BEGIN Source records

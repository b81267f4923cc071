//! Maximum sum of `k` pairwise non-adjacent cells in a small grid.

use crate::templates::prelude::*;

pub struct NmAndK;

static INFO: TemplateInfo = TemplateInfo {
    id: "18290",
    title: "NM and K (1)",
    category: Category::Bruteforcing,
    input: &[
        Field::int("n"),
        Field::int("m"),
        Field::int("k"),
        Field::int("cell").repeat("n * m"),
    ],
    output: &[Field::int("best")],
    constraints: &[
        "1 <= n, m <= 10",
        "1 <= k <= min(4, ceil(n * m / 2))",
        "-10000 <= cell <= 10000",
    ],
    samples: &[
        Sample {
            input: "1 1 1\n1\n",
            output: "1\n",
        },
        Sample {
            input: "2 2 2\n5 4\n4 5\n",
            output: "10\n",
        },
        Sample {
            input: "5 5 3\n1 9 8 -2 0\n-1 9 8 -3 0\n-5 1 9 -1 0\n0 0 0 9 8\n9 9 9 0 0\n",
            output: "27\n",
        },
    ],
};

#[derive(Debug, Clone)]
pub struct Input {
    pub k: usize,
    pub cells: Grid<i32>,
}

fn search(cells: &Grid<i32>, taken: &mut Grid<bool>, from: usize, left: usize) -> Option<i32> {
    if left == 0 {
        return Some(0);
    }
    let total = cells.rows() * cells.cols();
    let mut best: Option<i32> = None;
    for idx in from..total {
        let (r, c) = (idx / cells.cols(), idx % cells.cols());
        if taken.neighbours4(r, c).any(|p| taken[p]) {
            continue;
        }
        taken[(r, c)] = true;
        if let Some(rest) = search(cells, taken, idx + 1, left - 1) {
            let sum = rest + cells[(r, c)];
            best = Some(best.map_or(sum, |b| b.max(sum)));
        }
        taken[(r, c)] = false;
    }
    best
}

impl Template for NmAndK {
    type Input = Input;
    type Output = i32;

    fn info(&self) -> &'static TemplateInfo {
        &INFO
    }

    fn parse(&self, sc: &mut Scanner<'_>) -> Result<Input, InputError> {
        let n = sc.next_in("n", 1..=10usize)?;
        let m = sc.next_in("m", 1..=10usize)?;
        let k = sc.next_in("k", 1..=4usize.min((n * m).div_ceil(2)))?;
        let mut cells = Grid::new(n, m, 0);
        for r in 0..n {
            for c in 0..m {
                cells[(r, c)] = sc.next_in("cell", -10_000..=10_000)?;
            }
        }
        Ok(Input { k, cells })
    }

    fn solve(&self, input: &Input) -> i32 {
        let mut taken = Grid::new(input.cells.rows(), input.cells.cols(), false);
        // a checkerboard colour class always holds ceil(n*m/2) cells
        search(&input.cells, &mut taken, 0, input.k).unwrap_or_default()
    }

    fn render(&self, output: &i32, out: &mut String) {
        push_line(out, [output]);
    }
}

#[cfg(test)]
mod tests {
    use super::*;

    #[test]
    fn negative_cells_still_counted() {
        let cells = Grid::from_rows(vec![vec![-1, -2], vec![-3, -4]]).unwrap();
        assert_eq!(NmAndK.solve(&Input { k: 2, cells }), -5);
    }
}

END Source records
BEGIN Source records

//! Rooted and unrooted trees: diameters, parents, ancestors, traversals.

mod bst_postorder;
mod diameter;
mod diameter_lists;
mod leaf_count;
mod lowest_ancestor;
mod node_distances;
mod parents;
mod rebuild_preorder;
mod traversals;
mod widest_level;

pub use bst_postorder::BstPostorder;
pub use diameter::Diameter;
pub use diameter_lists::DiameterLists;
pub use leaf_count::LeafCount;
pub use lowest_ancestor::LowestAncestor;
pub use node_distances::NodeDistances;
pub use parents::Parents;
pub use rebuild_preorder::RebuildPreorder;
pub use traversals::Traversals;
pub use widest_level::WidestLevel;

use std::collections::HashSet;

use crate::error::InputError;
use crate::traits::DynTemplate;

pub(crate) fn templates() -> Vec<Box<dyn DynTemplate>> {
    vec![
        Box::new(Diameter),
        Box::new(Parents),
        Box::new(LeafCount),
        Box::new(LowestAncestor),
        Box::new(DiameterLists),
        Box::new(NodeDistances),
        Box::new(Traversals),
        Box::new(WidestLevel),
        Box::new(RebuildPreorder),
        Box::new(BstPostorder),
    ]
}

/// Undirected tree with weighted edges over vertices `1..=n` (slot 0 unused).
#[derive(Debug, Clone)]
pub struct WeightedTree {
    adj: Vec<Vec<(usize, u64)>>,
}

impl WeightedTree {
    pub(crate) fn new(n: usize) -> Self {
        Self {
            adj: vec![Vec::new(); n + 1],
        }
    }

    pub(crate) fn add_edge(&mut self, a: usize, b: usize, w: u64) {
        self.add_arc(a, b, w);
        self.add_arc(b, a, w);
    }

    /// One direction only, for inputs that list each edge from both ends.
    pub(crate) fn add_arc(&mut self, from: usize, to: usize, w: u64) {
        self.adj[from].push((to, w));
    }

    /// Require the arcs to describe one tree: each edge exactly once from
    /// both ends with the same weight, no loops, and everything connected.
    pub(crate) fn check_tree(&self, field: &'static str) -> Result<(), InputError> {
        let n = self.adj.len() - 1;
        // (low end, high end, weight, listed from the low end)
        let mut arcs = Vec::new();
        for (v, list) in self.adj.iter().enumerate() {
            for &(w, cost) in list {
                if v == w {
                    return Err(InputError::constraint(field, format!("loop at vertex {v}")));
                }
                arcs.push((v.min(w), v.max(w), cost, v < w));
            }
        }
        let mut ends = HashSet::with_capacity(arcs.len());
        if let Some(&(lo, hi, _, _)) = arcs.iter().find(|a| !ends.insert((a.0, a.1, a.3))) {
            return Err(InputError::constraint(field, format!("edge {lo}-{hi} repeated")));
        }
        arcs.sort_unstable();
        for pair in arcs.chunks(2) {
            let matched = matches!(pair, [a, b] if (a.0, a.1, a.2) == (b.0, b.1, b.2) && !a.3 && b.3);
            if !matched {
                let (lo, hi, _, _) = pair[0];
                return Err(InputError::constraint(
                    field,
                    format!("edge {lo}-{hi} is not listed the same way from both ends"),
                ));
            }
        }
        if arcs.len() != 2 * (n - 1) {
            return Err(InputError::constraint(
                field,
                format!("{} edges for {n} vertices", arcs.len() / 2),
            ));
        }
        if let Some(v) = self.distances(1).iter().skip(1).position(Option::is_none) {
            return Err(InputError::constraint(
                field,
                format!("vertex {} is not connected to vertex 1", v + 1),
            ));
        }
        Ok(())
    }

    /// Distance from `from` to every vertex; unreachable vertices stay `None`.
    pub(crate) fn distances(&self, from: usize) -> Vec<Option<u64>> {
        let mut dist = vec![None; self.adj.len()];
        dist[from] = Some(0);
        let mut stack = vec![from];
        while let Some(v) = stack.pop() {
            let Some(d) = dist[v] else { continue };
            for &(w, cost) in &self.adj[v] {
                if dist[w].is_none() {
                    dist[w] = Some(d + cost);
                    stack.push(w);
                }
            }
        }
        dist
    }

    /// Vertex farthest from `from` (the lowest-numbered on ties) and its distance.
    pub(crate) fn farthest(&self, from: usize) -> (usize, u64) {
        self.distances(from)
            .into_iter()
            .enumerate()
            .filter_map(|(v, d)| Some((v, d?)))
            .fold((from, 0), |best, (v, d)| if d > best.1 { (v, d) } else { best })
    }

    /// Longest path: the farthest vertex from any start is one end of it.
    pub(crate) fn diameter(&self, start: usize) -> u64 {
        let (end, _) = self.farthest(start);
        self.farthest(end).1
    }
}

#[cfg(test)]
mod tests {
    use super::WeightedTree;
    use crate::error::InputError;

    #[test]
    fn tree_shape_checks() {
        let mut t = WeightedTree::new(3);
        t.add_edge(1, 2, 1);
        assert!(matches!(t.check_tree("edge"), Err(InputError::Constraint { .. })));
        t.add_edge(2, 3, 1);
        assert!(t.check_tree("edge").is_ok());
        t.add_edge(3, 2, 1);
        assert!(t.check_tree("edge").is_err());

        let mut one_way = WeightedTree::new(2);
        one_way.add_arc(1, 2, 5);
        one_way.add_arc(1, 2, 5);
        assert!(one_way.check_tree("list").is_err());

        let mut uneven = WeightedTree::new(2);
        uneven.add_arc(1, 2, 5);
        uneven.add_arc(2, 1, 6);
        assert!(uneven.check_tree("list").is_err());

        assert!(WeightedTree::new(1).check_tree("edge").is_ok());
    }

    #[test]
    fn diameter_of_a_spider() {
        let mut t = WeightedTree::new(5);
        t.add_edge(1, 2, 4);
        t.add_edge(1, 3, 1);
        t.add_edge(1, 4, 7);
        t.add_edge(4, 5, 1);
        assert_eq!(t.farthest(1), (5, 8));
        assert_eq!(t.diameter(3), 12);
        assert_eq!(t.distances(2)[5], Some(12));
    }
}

END Source records
BEGIN Source records

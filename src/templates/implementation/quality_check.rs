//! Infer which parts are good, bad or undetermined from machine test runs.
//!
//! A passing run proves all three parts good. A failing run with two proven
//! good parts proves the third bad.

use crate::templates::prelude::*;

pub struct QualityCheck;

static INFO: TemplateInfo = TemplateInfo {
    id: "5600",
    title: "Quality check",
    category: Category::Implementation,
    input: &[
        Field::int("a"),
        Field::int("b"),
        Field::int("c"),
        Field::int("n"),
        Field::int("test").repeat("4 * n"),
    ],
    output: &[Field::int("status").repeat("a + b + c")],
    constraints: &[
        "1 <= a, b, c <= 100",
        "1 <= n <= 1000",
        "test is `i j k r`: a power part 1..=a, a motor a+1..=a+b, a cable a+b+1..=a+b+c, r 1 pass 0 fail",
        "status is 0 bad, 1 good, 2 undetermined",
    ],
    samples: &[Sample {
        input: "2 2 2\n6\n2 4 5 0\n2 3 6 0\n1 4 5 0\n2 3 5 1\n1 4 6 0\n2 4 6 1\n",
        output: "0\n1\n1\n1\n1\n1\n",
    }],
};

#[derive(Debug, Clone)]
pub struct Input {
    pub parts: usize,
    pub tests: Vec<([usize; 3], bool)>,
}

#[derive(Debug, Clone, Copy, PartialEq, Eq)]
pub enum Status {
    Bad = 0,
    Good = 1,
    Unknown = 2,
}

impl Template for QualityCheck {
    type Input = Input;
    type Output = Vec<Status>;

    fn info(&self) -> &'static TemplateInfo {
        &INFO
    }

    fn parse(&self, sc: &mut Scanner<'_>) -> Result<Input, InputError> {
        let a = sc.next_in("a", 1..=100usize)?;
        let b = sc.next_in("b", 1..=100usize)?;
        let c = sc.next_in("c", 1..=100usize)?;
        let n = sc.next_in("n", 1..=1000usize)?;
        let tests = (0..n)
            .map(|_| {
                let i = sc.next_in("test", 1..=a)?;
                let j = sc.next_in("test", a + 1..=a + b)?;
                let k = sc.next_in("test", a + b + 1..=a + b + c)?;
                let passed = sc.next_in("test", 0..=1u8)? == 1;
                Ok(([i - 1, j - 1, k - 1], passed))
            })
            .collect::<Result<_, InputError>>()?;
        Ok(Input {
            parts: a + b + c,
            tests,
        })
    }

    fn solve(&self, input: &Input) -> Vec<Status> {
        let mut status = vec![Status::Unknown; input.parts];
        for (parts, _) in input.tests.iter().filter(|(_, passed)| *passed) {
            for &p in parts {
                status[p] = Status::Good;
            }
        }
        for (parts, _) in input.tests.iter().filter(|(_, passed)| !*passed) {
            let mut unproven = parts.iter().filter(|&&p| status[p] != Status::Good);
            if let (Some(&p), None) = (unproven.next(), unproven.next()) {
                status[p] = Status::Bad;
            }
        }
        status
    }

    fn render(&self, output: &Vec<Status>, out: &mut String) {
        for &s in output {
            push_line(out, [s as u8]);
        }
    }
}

END Source records

What the exercise asks: If a line in the records contains the word "left", copy it.

Problem solution:
fn search(cells: &Grid<i32>, taken: &mut Grid<bool>, from: usize, left: usize) -> Option<i32> {
    if left == 0 {
        if let Some(rest) = search(cells, taken, idx + 1, left - 1) {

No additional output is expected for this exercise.